[HOW TO COMPLETE THIS TASK] The answer must be every line below that holds the word "FeedEvent".
####################
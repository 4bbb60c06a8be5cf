// GUI用ユーティリティ関数

use std::path::Path;

use tracing_appender::non_blocking::WorkerGuard;
use tracing_subscriber::{layer::SubscriberExt, util::SubscriberInitExt, EnvFilter};

use crate::gui::config_manager::LogConfig;

/// フィードパスの簡易バリデーション
///
/// 存在チェックは行わない（ファイルはプロデューサ側が後から作ることが
/// ある）。空文字列とディレクトリだけ弾く。
pub fn validate_feed_path(path: &str) -> bool {
    !path.trim().is_empty() && !Path::new(path).is_dir()
}

/// 時刻フォーマット
pub fn format_timestamp() -> String {
    chrono::Utc::now().format("%H:%M:%S").to_string()
}

/// 稼働時間の表示用フォーマット
pub fn format_uptime(seconds: u64) -> String {
    if seconds < 60 {
        format!("{}s", seconds)
    } else if seconds < 3600 {
        format!("{}m{}s", seconds / 60, seconds % 60)
    } else {
        format!("{}h{}m", seconds / 3600, (seconds % 3600) / 60)
    }
}

/// 強化されたログ初期化
///
/// 戻り値のWorkerGuardはファイル出力が有効なときのみSomeになる。
/// 呼び出し側（バイナリ）がプロセス終了まで保持すること。
pub fn init_logging(config: &LogConfig) -> anyhow::Result<Option<WorkerGuard>> {
    let env_filter = EnvFilter::try_from_default_env()
        .or_else(|_| EnvFilter::try_new(&config.log_level))
        .or_else(|_| EnvFilter::try_new("info"))?;

    let console_layer = tracing_subscriber::fmt::layer()
        .with_target(false)
        .with_thread_ids(false)
        .with_file(false)
        .with_line_number(false)
        .compact();

    let registry = tracing_subscriber::registry()
        .with(env_filter)
        .with(console_layer);

    if config.enable_file_logging {
        let log_dir = match &config.log_dir {
            Some(dir) => dir.clone(),
            None => directories::ProjectDirs::from("dev", "sentiview", "sentiview")
                .map(|dirs| dirs.data_dir().join("logs"))
                .unwrap_or_else(|| std::path::PathBuf::from("logs")),
        };
        std::fs::create_dir_all(&log_dir)?;

        let appender = tracing_appender::rolling::daily(&log_dir, "sentiview.log");
        let (writer, guard) = tracing_appender::non_blocking(appender);

        let file_layer = tracing_subscriber::fmt::layer()
            .with_writer(writer)
            .with_ansi(false);

        registry.with(file_layer).try_init()?;
        Ok(Some(guard))
    } else {
        registry.try_init()?;
        Ok(None)
    }
}
// Core modules
pub mod config_manager; // 設定管理モジュール
pub mod utils; // ユーティリティ関数

// Dioxus UI components
pub mod components; // UI コンポーネント
pub mod hooks; // センチメントフィードフック
pub mod styles; // スタイル

// Core functionality exports
pub use components::MainWindow;
pub use config_manager::{AppConfig, ConfigManager, LogConfig, WindowConfig};
pub use hooks::{use_sentiment_feed, FeedHandle};
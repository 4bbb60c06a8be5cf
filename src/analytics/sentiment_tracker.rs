//! カテゴリ別センチメント集計
//!
//! 集計状態の唯一の所有者。監視ループだけがこの構造体を変更し、
//! GUI側へは不変スナップショットのみを渡す。

use serde::{Deserialize, Serialize};
use std::collections::{HashMap, HashSet};

/// カテゴリごとの累積集計
///
/// 最初のメッセージで生成され、以降は加算のみ。削除されることはない。
/// 平均値は保存せず、参照時に都度導出する。
#[derive(Debug, Clone, Copy, Serialize, Deserialize, Default, PartialEq)]
pub struct CategoryAggregate {
    /// センチメント累積値
    pub total_sentiment: f64,
    /// メッセージ数
    pub message_count: u64,
}

impl CategoryAggregate {
    /// 平均センチメント（メッセージ0件なら0.0）
    pub fn average(&self) -> f64 {
        if self.message_count == 0 {
            0.0
        } else {
            self.total_sentiment / self.message_count as f64
        }
    }
}

/// チャート描画用のカテゴリ1件分のスナップショット
#[derive(Debug, Clone, Serialize, Deserialize, PartialEq, Default)]
pub struct CategorySnapshot {
    /// カテゴリ名
    pub name: String,
    /// 平均センチメント
    pub average: f64,
    /// メッセージ数
    pub count: u64,
}

/// チャート描画用の不変スナップショット
///
/// カテゴリは初出順。チャートは毎回全体を再構築するため、
/// 描画側が保持する必要のある状態はこれだけである。
#[derive(Debug, Clone, Serialize, Deserialize, PartialEq, Default)]
pub struct ChartSnapshot {
    /// 初出順のカテゴリ別スナップショット
    pub categories: Vec<CategorySnapshot>,
    /// 処理済みメッセージ総数
    pub total_messages: u64,
}

impl ChartSnapshot {
    /// カテゴリ数
    pub fn category_count(&self) -> usize {
        self.categories.len()
    }
}

/// センチメント集計トラッカー
///
/// カテゴリ別の累積値・件数と、処理済みタイムスタンプ集合を保持する。
/// タイムスタンプ集合はプロセスの生存期間中、剪定されない。
#[derive(Debug, Clone, Default)]
pub struct SentimentTracker {
    /// カテゴリ名 → 累積集計
    categories: HashMap<String, CategoryAggregate>,
    /// カテゴリの初出順
    category_order: Vec<String>,
    /// 処理済みタイムスタンプ（正規化JSONキー）
    seen_timestamps: HashSet<String>,
    /// 処理済みメッセージ総数
    total_messages: u64,
}

impl SentimentTracker {
    /// 新しいトラッカーを作成
    pub fn new() -> Self {
        Self::default()
    }

    /// タイムスタンプキーを既知として登録する
    ///
    /// 戻り値は「新規だったかどうか」。既知のキーなら`false`を返し、
    /// 呼び出し側はそのメッセージを破棄する。
    pub fn mark_seen(&mut self, key: &str) -> bool {
        self.seen_timestamps.insert(key.to_string())
    }

    /// タイムスタンプキーが既知か
    pub fn is_seen(&self, key: &str) -> bool {
        self.seen_timestamps.contains(key)
    }

    /// メッセージ1件を集計へ反映する
    pub fn record(&mut self, category: &str, sentiment: f64) {
        if !self.categories.contains_key(category) {
            self.category_order.push(category.to_string());
        }
        let aggregate = self.categories.entry(category.to_string()).or_default();
        aggregate.total_sentiment += sentiment;
        aggregate.message_count += 1;
        self.total_messages += 1;
    }

    /// 指定カテゴリの平均センチメント
    pub fn average_for(&self, category: &str) -> Option<f64> {
        self.categories.get(category).map(CategoryAggregate::average)
    }

    /// 指定カテゴリの累積集計
    pub fn aggregate_for(&self, category: &str) -> Option<&CategoryAggregate> {
        self.categories.get(category)
    }

    /// これまでに観測した異なるカテゴリの数
    pub fn category_count(&self) -> usize {
        self.categories.len()
    }

    /// 処理済みメッセージ総数
    pub fn total_messages(&self) -> u64 {
        self.total_messages
    }

    /// 処理済みタイムスタンプ数
    pub fn seen_count(&self) -> usize {
        self.seen_timestamps.len()
    }

    /// チャート描画用スナップショットを導出する（初出順）
    pub fn snapshot(&self) -> ChartSnapshot {
        let categories = self
            .category_order
            .iter()
            .map(|name| {
                let aggregate = self.categories[name];
                CategorySnapshot {
                    name: name.clone(),
                    average: aggregate.average(),
                    count: aggregate.message_count,
                }
            })
            .collect();

        ChartSnapshot {
            categories,
            total_messages: self.total_messages,
        }
    }
}

#[cfg(test)]
mod tests {
    use super::*;

    #[test]
    fn test_average_is_arithmetic_mean() {
        let mut tracker = SentimentTracker::new();
        tracker.record("joy", 0.8);
        tracker.record("joy", 0.4);

        let average = tracker.average_for("joy").unwrap();
        assert!((average - 0.6).abs() < f64::EPSILON);
        assert_eq!(tracker.aggregate_for("joy").unwrap().message_count, 2);
    }

    #[test]
    fn test_mark_seen_reports_duplicates() {
        let mut tracker = SentimentTracker::new();
        assert!(tracker.mark_seen("1"));
        assert!(!tracker.mark_seen("1"));
        assert!(tracker.is_seen("1"));
        assert!(!tracker.is_seen("2"));
        assert_eq!(tracker.seen_count(), 1);
    }

    #[test]
    fn test_snapshot_preserves_first_seen_order() {
        let mut tracker = SentimentTracker::new();
        tracker.record("joy", 0.5);
        tracker.record("anger", -0.5);
        tracker.record("joy", 0.7);
        tracker.record("calm", 0.1);

        let snapshot = tracker.snapshot();
        let names: Vec<&str> = snapshot.categories.iter().map(|c| c.name.as_str()).collect();
        assert_eq!(names, vec!["joy", "anger", "calm"]);
        assert_eq!(snapshot.total_messages, 4);
        assert_eq!(snapshot.category_count(), 3);
    }

    #[test]
    fn test_zero_count_aggregate_average_is_zero() {
        let aggregate = CategoryAggregate::default();
        assert_eq!(aggregate.average(), 0.0);
    }

    #[test]
    fn test_snapshot_of_empty_tracker() {
        let tracker = SentimentTracker::new();
        let snapshot = tracker.snapshot();
        assert!(snapshot.categories.is_empty());
        assert_eq!(snapshot.total_messages, 0);
    }
}
//! ステータスパネルコンポーネント

use dioxus::prelude::*;

use crate::consumer::ServiceState;
use crate::gui::hooks::{launch_config, FeedHandle};
use crate::gui::utils::format_uptime;

/// 配信用コンパクトステータスパネル
///
/// サービス状態・処理件数・カテゴリ数・監視対象ファイルを1行で示す。
#[component]
pub fn CompactStatusPanel(feed_handle: FeedHandle) -> Element {
    let snapshot = feed_handle.snapshot.read().clone();
    let state = feed_handle.state.read().clone();

    // 接続状態のビジュアル
    let (status_icon, status_color, status_text) = match &state {
        ServiceState::Watching => ("🟢", "#22c55e", "監視中"),
        ServiceState::Idle => ("⚪", "#6b7280", "停止中"),
        ServiceState::Error(_) => ("🔴", "#ef4444", "エラー"),
    };

    let uptime = match *feed_handle.started_at.read() {
        Some(started) => {
            let seconds = (chrono::Utc::now() - started).num_seconds().max(0) as u64;
            format_uptime(seconds)
        }
        None => "—".to_string(),
    };

    let feed_path = launch_config().feed_path.display().to_string();
    let error_detail = match &state {
        ServiceState::Error(message) => Some(message.clone()),
        _ => None,
    };

    rsx! {
        div {
            class: "status-panel",
            style: "
                background: white;
                border-radius: 12px;
                padding: 12px 18px;
                margin-bottom: 20px;
                box-shadow: 0 2px 8px rgba(0, 0, 0, 0.1);
                border: 1px solid #e1e8ed;
            ",

            div {
                style: "
                    display: flex;
                    align-items: center;
                    gap: 24px;
                    flex-wrap: wrap;
                ",

                // 状態表示
                div {
                    style: "display: flex; align-items: center; gap: 8px;",
                    span { "{status_icon}" }
                    span {
                        style: "color: {status_color}; font-weight: 600;",
                        "{status_text}"
                    }
                }

                StatItem {
                    label: "メッセージ",
                    value: snapshot.total_messages.to_string(),
                }
                StatItem {
                    label: "カテゴリ",
                    value: snapshot.category_count().to_string(),
                }
                StatItem {
                    label: "稼働時間",
                    value: uptime,
                }

                // 監視対象ファイル
                div {
                    style: "
                        margin-left: auto;
                        color: #7f8c8d;
                        font-size: 0.85rem;
                        font-family: monospace;
                    ",
                    "{feed_path}"
                }
            }

            if let Some(message) = error_detail {
                div {
                    style: "
                        margin-top: 10px;
                        padding: 8px 12px;
                        background: #fef2f2;
                        border: 1px solid #fecaca;
                        border-radius: 8px;
                        color: #b91c1c;
                        font-size: 0.85rem;
                    ",
                    "❌ {message}"
                }
            }
        }
    }
}

/// ステータス項目
#[component]
fn StatItem(label: String, value: String) -> Element {
    rsx! {
        div {
            class: "stat-item",
            style: "display: flex; align-items: baseline; gap: 6px;",
            span {
                class: "stat-value",
                style: "font-size: 1.1rem; font-weight: 700; color: #2c3e50;",
                "{value}"
            }
            span {
                class: "stat-label",
                style: "font-size: 0.8rem; color: #7f8c8d;",
                "{label}"
            }
        }
    }
}
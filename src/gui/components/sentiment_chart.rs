//! センチメントバーチャートコンポーネント
//!
//! スナップショットを受け取るたびにチャート全体を作り直す。描画される
//! カテゴリ集合は「これまでに観測した異なるカテゴリ」と常に一致する。

use dioxus::prelude::*;

use crate::analytics::{CategorySnapshot, ChartSnapshot};
use crate::gui::styles::theme::viridis_color;

/// プロット領域の高さ（px）
const PLOT_HEIGHT: u32 = 280;

/// バー1本分の描画データ
#[derive(Debug, Clone, PartialEq)]
struct BarLayout {
    index: usize,
    name: String,
    average: f64,
    color: String,
    bottom_pct: f64,
    height_pct: f64,
}

/// スナップショットからバー配置を導出する
///
/// 正負の平均を同じプロットへ収めるため、ゼロ線を挟んだレンジを計算
/// してから各バーの下端と高さを百分率で決める。レンジには数値ラベル用の
/// 余白を少し足す。
fn layout_bars(snapshot: &ChartSnapshot) -> (Vec<BarLayout>, f64) {
    let y_max = snapshot
        .categories
        .iter()
        .map(|c| c.average)
        .fold(0.0_f64, f64::max);
    let y_min = snapshot
        .categories
        .iter()
        .map(|c| c.average)
        .fold(0.0_f64, f64::min);

    let range = (y_max - y_min).max(1e-9);
    let scale = 100.0 / (range * 1.12);
    let zero_pct = (0.0 - y_min) * scale;

    let bars = snapshot
        .categories
        .iter()
        .enumerate()
        .map(|(index, category)| BarLayout {
            index,
            name: category.name.clone(),
            average: category.average,
            color: viridis_color(category.average),
            bottom_pct: (category.average.min(0.0) - y_min) * scale,
            height_pct: category.average.abs() * scale,
        })
        .collect();

    (bars, zero_pct)
}

/// センチメントバーチャート
#[component]
pub fn SentimentChart(snapshot: Signal<ChartSnapshot>) -> Element {
    let hovered = use_signal(|| None::<usize>);

    let current = snapshot.read().clone();
    let (bars, zero_pct) = layout_bars(&current);
    let tooltip: Option<CategorySnapshot> =
        hovered().and_then(|index| current.categories.get(index).cloned());

    rsx! {
        div {
            class: "chart-panel",
            style: "
                position: relative;
                background: white;
                padding: 25px;
                border-radius: 12px;
                margin-bottom: 25px;
                box-shadow: 0 4px 12px rgba(0,0,0,0.1);
                border: 1px solid #e1e8ed;
                flex: 1;
            ",

            h3 {
                style: "
                    color: #2c3e50;
                    margin: 0 0 20px 0;
                    text-align: center;
                    font-size: 1.3rem;
                    font-weight: 600;
                ",
                "Real-Time Average Sentiment by Category"
            }

            if current.categories.is_empty() {
                p {
                    class: "chart-empty",
                    style: "color: #7f8c8d; text-align: center; padding: 60px 20px;",
                    "まだメッセージがありません"
                }
            } else {
                div {
                    style: "display: flex; gap: 14px;",

                    // y軸ラベル
                    div {
                        style: "
                            writing-mode: vertical-rl;
                            transform: rotate(180deg);
                            text-align: center;
                            color: #475569;
                            font-size: 0.9rem;
                            align-self: stretch;
                        ",
                        "Average Sentiment"
                    }

                    div {
                        style: "flex: 1;",

                        // プロット領域
                        div {
                            class: "chart-plot",
                            style: "
                                position: relative;
                                height: {PLOT_HEIGHT}px;
                                display: flex;
                                align-items: stretch;
                                gap: 12px;
                                padding: 0 10px;
                                border-left: 2px solid #cbd5e1;
                                border-bottom: 2px solid #cbd5e1;
                            ",

                            // ゼロ線
                            div {
                                style: "
                                    position: absolute;
                                    left: 0;
                                    right: 0;
                                    bottom: {zero_pct}%;
                                    height: 1px;
                                    background: #94a3b8;
                                    opacity: 0.6;
                                ",
                            }

                            for bar in bars.into_iter() {
                                SentimentBar {
                                    index: bar.index,
                                    name: bar.name,
                                    average: bar.average,
                                    color: bar.color,
                                    bottom_pct: bar.bottom_pct,
                                    height_pct: bar.height_pct,
                                    hovered,
                                }
                            }
                        }

                        // x軸ラベル（回転カテゴリラベルの分だけ余白を取る）
                        div {
                            style: "
                                text-align: center;
                                color: #475569;
                                font-size: 0.9rem;
                                margin-top: 56px;
                            ",
                            "Categories"
                        }
                    }
                }

                // ホバーツールチップ
                if let Some(info) = tooltip {
                    div {
                        style: "
                            position: absolute;
                            top: 18px;
                            right: 18px;
                            background: rgba(15, 23, 42, 0.88);
                            color: white;
                            padding: 8px 12px;
                            border-radius: 8px;
                            font-size: 13px;
                            pointer-events: none;
                        ",
                        div {
                            style: "font-weight: 600;",
                            "{info.name}"
                        }
                        div {
                            "Sentiment: {info.average:.2}"
                        }
                        div {
                            style: "opacity: 0.75;",
                            "{info.count} messages"
                        }
                    }
                }
            }
        }
    }
}

/// バー1本（グラデーション色・アウトライン・数値ラベル・回転ラベル付き）
#[component]
fn SentimentBar(
    index: usize,
    name: String,
    average: f64,
    color: String,
    bottom_pct: f64,
    height_pct: f64,
    hovered: Signal<Option<usize>>,
) -> Element {
    let mut hovered = hovered;
    let label_bottom_pct = bottom_pct + height_pct;
    let tooltip = format!("{name}\nSentiment: {average:.2}");

    rsx! {
        div {
            class: "chart-bar-column",
            style: "
                flex: 1;
                position: relative;
                min-width: 48px;
                height: 100%;
            ",
            title: "{tooltip}",
            onmouseenter: move |_| hovered.set(Some(index)),
            onmouseleave: move |_| hovered.set(None),

            // 数値ラベル（バーの直上）
            span {
                class: "bar-value-label",
                style: "
                    position: absolute;
                    bottom: calc({label_bottom_pct}% + 4px);
                    left: 50%;
                    transform: translateX(-50%);
                    font-size: 12px;
                    color: #334155;
                ",
                "{average:.2}"
            }

            // バー本体（viridis色＋グレーのアウトライン）
            div {
                class: "chart-bar",
                style: "
                    position: absolute;
                    bottom: {bottom_pct}%;
                    height: {height_pct}%;
                    left: 15%;
                    width: 70%;
                    background: {color};
                    border: 2px solid #9ca3af;
                    border-radius: 3px 3px 0 0;
                    box-shadow: 0 0 0 1px rgba(107, 114, 128, 0.35);
                ",
            }

            // 回転カテゴリラベル（プロット領域の下）
            span {
                style: "
                    position: absolute;
                    top: calc(100% + 8px);
                    right: 50%;
                    transform: rotate(-45deg);
                    transform-origin: top right;
                    font-size: 12px;
                    color: #475569;
                    white-space: nowrap;
                ",
                "{name}"
            }
        }
    }
}

#[cfg(test)]
mod tests {
    use super::*;
    use crate::analytics::SentimentTracker;

    fn snapshot_of(entries: &[(&str, f64)]) -> ChartSnapshot {
        let mut tracker = SentimentTracker::new();
        for (category, sentiment) in entries {
            tracker.record(category, *sentiment);
        }
        tracker.snapshot()
    }

    #[test]
    fn test_layout_positive_only() {
        let snapshot = snapshot_of(&[("joy", 0.8), ("calm", 0.4)]);
        let (bars, zero_pct) = layout_bars(&snapshot);

        assert_eq!(bars.len(), 2);
        // 全て正なのでゼロ線はプロット最下端
        assert!(zero_pct.abs() < 1e-9);
        // 正のバーはゼロ線から立ち上がる
        assert!(bars[0].bottom_pct.abs() < 1e-9);
        assert!(bars[0].height_pct > bars[1].height_pct);
    }

    #[test]
    fn test_layout_mixed_signs() {
        let snapshot = snapshot_of(&[("joy", 0.5), ("anger", -0.5)]);
        let (bars, zero_pct) = layout_bars(&snapshot);

        // ゼロ線はプロット中央付近
        assert!(zero_pct > 30.0 && zero_pct < 60.0);
        // 負のバーはゼロ線の下で終わる
        let anger = &bars[1];
        assert!((anger.bottom_pct + anger.height_pct - zero_pct).abs() < 1e-6);
        // 正のバーはゼロ線から始まる
        assert!((bars[0].bottom_pct - zero_pct).abs() < 1e-6);
    }

    #[test]
    fn test_layout_preserves_first_seen_order_and_color() {
        let snapshot = snapshot_of(&[("joy", 1.0), ("anger", 0.0)]);
        let (bars, _) = layout_bars(&snapshot);

        assert_eq!(bars[0].name, "joy");
        assert_eq!(bars[1].name, "anger");
        assert_eq!(bars[0].color, "#fde725");
        assert_eq!(bars[1].color, "#440154");
    }

    #[test]
    fn test_layout_all_zero_averages() {
        let snapshot = snapshot_of(&[("joy", 0.0)]);
        let (bars, zero_pct) = layout_bars(&snapshot);

        // 高さゼロのバーでも発散しない
        assert!(bars[0].height_pct.abs() < 1e-3);
        assert!(zero_pct.abs() < 1e-3);
    }
}
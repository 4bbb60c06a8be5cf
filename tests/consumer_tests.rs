//! 統合テスト
//!
//! フィードファイル → 監視ループ → 処理 → 集計の端から端までを検証する。

use std::io::Write;
use std::path::PathBuf;
use std::time::Duration;

use tokio::sync::mpsc;
use tokio::time::timeout;

use sentiview::{
    ChartSnapshot, DefaultMessageProcessor, FeedEvent, FeedWatcherService, SentimentTracker,
    ServiceState, WatcherConfig,
};

fn fixture_path() -> PathBuf {
    let mut path = PathBuf::from(env!("CARGO_MANIFEST_DIR"));
    path.push("tests");
    path.push("data");
    path.push("sentiment_feed.ndjson");
    path
}

/// フィクスチャ全行を「各行が一度は末尾行だった」想定で流す
fn run_fixture_through_pipeline() -> SentimentTracker {
    let processor = DefaultMessageProcessor::new();
    let mut tracker = SentimentTracker::new();

    let content = std::fs::read_to_string(fixture_path()).unwrap();
    for line in content.lines() {
        if line.trim().is_empty() {
            continue;
        }
        processor.process_line(line, &mut tracker).unwrap();
    }

    tracker
}

/// パイプライン統合テスト
mod pipeline_tests {
    use super::*;

    #[test]
    fn test_fixture_aggregation() {
        let tracker = run_fixture_through_pipeline();

        // カテゴリは初出順で5つ
        let snapshot = tracker.snapshot();
        let names: Vec<&str> = snapshot
            .categories
            .iter()
            .map(|c| c.name.as_str())
            .collect();
        assert_eq!(names, vec!["joy", "anger", "unknown", "calm", "surprise"]);
        assert_eq!(snapshot.total_messages, 7);

        // joy: (0.8 + 0.4) / 2
        assert!((tracker.average_for("joy").unwrap() - 0.6).abs() < 1e-9);
        // カテゴリ欠落行は unknown に集計される
        assert!((tracker.average_for("unknown").unwrap() - 0.5).abs() < 1e-9);
        // calm: sentiment欠落行は0として件数だけ増える → (0.0 + 0.1) / 2
        let calm = tracker.aggregate_for("calm").unwrap();
        assert_eq!(calm.message_count, 2);
        assert!((calm.total_sentiment - 0.1).abs() < 1e-9);
        // 文字列タイムスタンプも重複排除キーとして使えるだけ
        assert!((tracker.average_for("surprise").unwrap() - 0.9).abs() < 1e-9);
    }

    #[test]
    fn test_fixture_replay_is_idempotent() {
        let processor = DefaultMessageProcessor::new();
        let mut tracker = SentimentTracker::new();

        let content = std::fs::read_to_string(fixture_path()).unwrap();
        // 2周流しても集計は1周分のまま
        for _ in 0..2 {
            for line in content.lines().filter(|l| !l.trim().is_empty()) {
                processor.process_line(line, &mut tracker).unwrap();
            }
        }

        assert_eq!(tracker.total_messages(), 7);
        assert!((tracker.average_for("joy").unwrap() - 0.6).abs() < 1e-9);
    }

    #[test]
    fn test_malformed_line_does_not_poison_pipeline() {
        let processor = DefaultMessageProcessor::new();
        let mut tracker = SentimentTracker::new();

        processor
            .process_line(r#"{"timestamp":1,"category":"joy","sentiment":0.8}"#, &mut tracker)
            .unwrap();
        assert!(processor.process_line("{truncated", &mut tracker).is_err());
        assert!(processor.process_line("\"just a string\"", &mut tracker).is_err());
        processor
            .process_line(r#"{"timestamp":2,"category":"joy","sentiment":0.4}"#, &mut tracker)
            .unwrap();

        // 異常行は集計に影響しない
        assert_eq!(tracker.total_messages(), 2);
        assert!((tracker.average_for("joy").unwrap() - 0.6).abs() < 1e-9);
    }
}

/// 監視ループ統合テスト
mod watcher_tests {
    use super::*;

    async fn wait_for_snapshot(
        events: &mut mpsc::UnboundedReceiver<FeedEvent>,
    ) -> ChartSnapshot {
        loop {
            let event = timeout(Duration::from_secs(5), events.recv())
                .await
                .expect("timed out waiting for feed event")
                .expect("event channel closed unexpectedly");
            if let FeedEvent::Snapshot(snapshot) = event {
                return snapshot;
            }
        }
    }

    #[tokio::test]
    async fn test_watcher_tails_appended_messages() {
        let dir = tempfile::tempdir().unwrap();
        let path = dir.path().join("feed.ndjson");
        std::fs::write(
            &path,
            "{\"timestamp\":1,\"category\":\"joy\",\"sentiment\":0.8}\n",
        )
        .unwrap();

        let mut service = FeedWatcherService::new();
        let mut events = service
            .start_watching(WatcherConfig {
                feed_path: path.clone(),
                poll_interval_ms: 20,
            })
            .await
            .unwrap();

        let first = wait_for_snapshot(&mut events).await;
        assert_eq!(first.total_messages, 1);
        assert_eq!(first.categories[0].name, "joy");

        // 追記された行が次のポーリングで反映される
        let mut file = std::fs::OpenOptions::new()
            .append(true)
            .open(&path)
            .unwrap();
        writeln!(
            file,
            "{{\"timestamp\":2,\"category\":\"joy\",\"sentiment\":0.4}}"
        )
        .unwrap();
        drop(file);

        let second = wait_for_snapshot(&mut events).await;
        assert_eq!(second.total_messages, 2);
        assert!((second.categories[0].average - 0.6).abs() < 1e-9);

        service.stop_watching().await.unwrap();
    }

    #[tokio::test]
    async fn test_watcher_does_not_reprocess_trailing_line() {
        let dir = tempfile::tempdir().unwrap();
        let path = dir.path().join("feed.ndjson");
        std::fs::write(
            &path,
            "{\"timestamp\":1,\"category\":\"joy\",\"sentiment\":0.8}\n",
        )
        .unwrap();

        let mut service = FeedWatcherService::new();
        let mut events = service
            .start_watching(WatcherConfig {
                feed_path: path.clone(),
                poll_interval_ms: 10,
            })
            .await
            .unwrap();

        let first = wait_for_snapshot(&mut events).await;
        assert_eq!(first.total_messages, 1);

        // 同じ末尾行が何度読まれてもスナップショットは増えない
        let extra = timeout(Duration::from_millis(200), events.recv()).await;
        assert!(extra.is_err(), "duplicate trailing line produced an event");

        service.stop_watching().await.unwrap();
    }

    #[tokio::test]
    async fn test_watcher_stops_cleanly() {
        let dir = tempfile::tempdir().unwrap();
        let path = dir.path().join("feed.ndjson");
        std::fs::write(&path, "").unwrap();

        let mut service = FeedWatcherService::new();
        let mut events = service
            .start_watching(WatcherConfig {
                feed_path: path,
                poll_interval_ms: 10,
            })
            .await
            .unwrap();

        service.stop_watching().await.unwrap();

        loop {
            let event = timeout(Duration::from_secs(5), events.recv())
                .await
                .expect("timed out waiting for shutdown")
                .expect("event channel closed before Stopped event");
            if matches!(event, FeedEvent::Stopped) {
                break;
            }
        }

        assert_eq!(service.get_state().await, ServiceState::Idle);
    }

    #[tokio::test]
    async fn test_missing_feed_file_is_fatal() {
        let dir = tempfile::tempdir().unwrap();
        let path = dir.path().join("does_not_exist.ndjson");

        let mut service = FeedWatcherService::new();
        let mut events = service
            .start_watching(WatcherConfig {
                feed_path: path,
                poll_interval_ms: 10,
            })
            .await
            .unwrap();

        let event = timeout(Duration::from_secs(5), events.recv())
            .await
            .expect("timed out waiting for fatal event")
            .expect("event channel closed unexpectedly");
        assert!(matches!(event, FeedEvent::Fatal(_)));

        // リトライせずエラー状態で停止する
        match service.get_state().await {
            ServiceState::Error(message) => {
                assert!(message.contains("File I/O error"));
            }
            other => panic!("Expected error state, got {:?}", other),
        }
    }
}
####################
[ANSWER TO THIS PROBLEM]
    ChartSnapshot, DefaultMessageProcessor, FeedEvent, FeedWatcherService, SentimentTracker,
        events: &mut mpsc::UnboundedReceiver<FeedEvent>,
            if let FeedEvent::Snapshot(snapshot) = event {
            if matches!(event, FeedEvent::Stopped) {
        assert!(matches!(event, FeedEvent::Fatal(_)));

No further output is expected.